Single-cell transcriptome reveals keratinocyte subclusters contributing to altered differentiation and inflammatory responses in atopic dermatitis
摘要
Atopic dermatitis (AD) is a common chronic inflammatory skin disease with heterogeneous and poorly understood mechanisms. We perform single-cell RNA sequencing of lesional (LAD) and non-lesional (NAD) skin from 42 AD patients and 23 healthy controls (HC). Keratinocytes (KCs) are the predominant disease-relevant cell type. In healthy skin, KC differentiation follows a linear trajectory from basal KCs through seven differentiated stages to terminal keratinized cells. In LAD, this process is disrupted, showing a reversed terminal transition mainly driven by DK7 cells. APOD, LYZ and SERPINB4 emerge as LAD-specific regulators linked to IL-13/IL-22 responses, ER stress and oxidative damage.
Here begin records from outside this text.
//! Offline data-preparation jobs for the on-device cough and fall models.
//!
//! Every job is a linear batch run: read files, compute fixed-formula
//! features, write arrays to disk. The worker binary wires them to CLI
//! subcommands.

pub mod audio;
pub mod dataset;
pub mod error;
pub mod imu;
pub mod metrics;
pub mod mfcc;
pub mod motion;
pub mod quantize;
pub mod sorting;
pub mod split;

pub use error::PipelineError;
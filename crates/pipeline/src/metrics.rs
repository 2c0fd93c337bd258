//! Binary classification metrics for model evaluation reports.

use serde::Serialize;

use crate::error::PipelineError;

/// Score at or above which a prediction counts as positive.
pub const DEFAULT_THRESHOLD: f64 = 0.5;

/// Counts of a binary confusion matrix.
#[derive(Debug, Clone, Copy, Default, PartialEq, Eq, Serialize)]
pub struct ConfusionMatrix {
    pub true_negatives: usize,
    pub false_positives: usize,
    pub false_negatives: usize,
    pub true_positives: usize,
}

/// Ratio with 0 for an empty denominator.
fn ratio(num: usize, den: usize) -> f64 {
    if den == 0 {
        0.0
    } else {
        num as f64 / den as f64
    }
}

impl ConfusionMatrix {
    pub fn from_predictions(labels: &[i64], predictions: &[i64]) -> Result<Self, PipelineError> {
        if labels.len() != predictions.len() {
            return Err(PipelineError::InvalidInput(format!(
                "{} labels but {} predictions",
                labels.len(),
                predictions.len()
            )));
        }
        let mut m = Self::default();
        for (&y, &p) in labels.iter().zip(predictions) {
            match (y != 0, p != 0) {
                (false, false) => m.true_negatives += 1,
                (false, true) => m.false_positives += 1,
                (true, false) => m.false_negatives += 1,
                (true, true) => m.true_positives += 1,
            }
        }
        Ok(m)
    }

    pub fn from_scores(labels: &[i64], scores: &[f32], threshold: f64) -> Result<Self, PipelineError> {
        let predictions: Vec<i64> = scores
            .iter()
            .map(|&s| i64::from(f64::from(s) >= threshold))
            .collect();
        Self::from_predictions(labels, &predictions)
    }

    pub fn total(&self) -> usize {
        self.true_negatives + self.false_positives + self.false_negatives + self.true_positives
    }

    pub fn accuracy(&self) -> f64 {
        ratio(self.true_positives + self.true_negatives, self.total())
    }

    pub fn precision(&self) -> f64 {
        ratio(self.true_positives, self.true_positives + self.false_positives)
    }

    /// Sensitivity.
    pub fn recall(&self) -> f64 {
        ratio(self.true_positives, self.true_positives + self.false_negatives)
    }

    pub fn specificity(&self) -> f64 {
        ratio(self.true_negatives, self.true_negatives + self.false_positives)
    }

    pub fn f1(&self) -> f64 {
        let (p, r) = (self.precision(), self.recall());
        if p + r == 0.0 {
            0.0
        } else {
            2.0 * p * r / (p + r)
        }
    }
}

/// Area under the ROC curve via the rank-sum statistic, ties averaged.
///
/// `None` when only one class is present.
pub fn roc_auc(labels: &[i64], scores: &[f32]) -> Option<f64> {
    if labels.len() != scores.len() {
        return None;
    }
    let positives = labels.iter().filter(|&&l| l != 0).count();
    let negatives = labels.len() - positives;
    if positives == 0 || negatives == 0 {
        return None;
    }

    let mut order: Vec<usize> = (0..scores.len()).collect();
    order.sort_by(|&a, &b| scores[a].total_cmp(&scores[b]));

    let mut ranks = vec![0.0; scores.len()];
    let mut i = 0;
    while i < order.len() {
        let mut j = i;
        while j + 1 < order.len() && scores[order[j + 1]] == scores[order[i]] {
            j += 1;
        }
        // 1-based average rank of the tie group.
        let rank = (i + j) as f64 / 2.0 + 1.0;
        for &idx in &order[i..=j] {
            ranks[idx] = rank;
        }
        i = j + 1;
    }

    let positive_rank_sum: f64 = labels
        .iter()
        .zip(&ranks)
        .filter(|(&l, _)| l != 0)
        .map(|(_, r)| r)
        .sum();
    let p = positives as f64;
    Some((positive_rank_sum - p * (p + 1.0) / 2.0) / (p * negatives as f64))
}

/// Summary written by the evaluate job.
#[derive(Debug, Clone, Serialize)]
pub struct EvaluationReport {
    pub samples: usize,
    pub threshold: f64,
    pub confusion_matrix: ConfusionMatrix,
    pub accuracy: f64,
    pub precision: f64,
    pub recall: f64,
    pub specificity: f64,
    pub f1: f64,
    pub roc_auc: Option<f64>,
}

/// Evaluate scores against ground-truth labels.
pub fn evaluate(labels: &[i64], scores: &[f32], threshold: f64) -> Result<EvaluationReport, PipelineError> {
    let m = ConfusionMatrix::from_scores(labels, scores, threshold)?;
    Ok(EvaluationReport {
        samples: m.total(),
        threshold,
        confusion_matrix: m,
        accuracy: m.accuracy(),
        precision: m.precision(),
        recall: m.recall(),
        specificity: m.specificity(),
        f1: m.f1(),
        roc_auc: roc_auc(labels, scores),
    })
}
Mitochondrial and ER dysfunction are specifically enriched in LAD DK6 cells, indicating a key pathogenic compartment. Spatial transcriptomics and cell-cell interaction analysis further identify LAD-specific TWEAK signaling from IL-13+ Th2/cycling T cells to Fn14+ basal/differentiated KCs. Here, we reveal disrupted KC differentiation and immune signaling circuits in AD, highlighting potential therapeutic targets.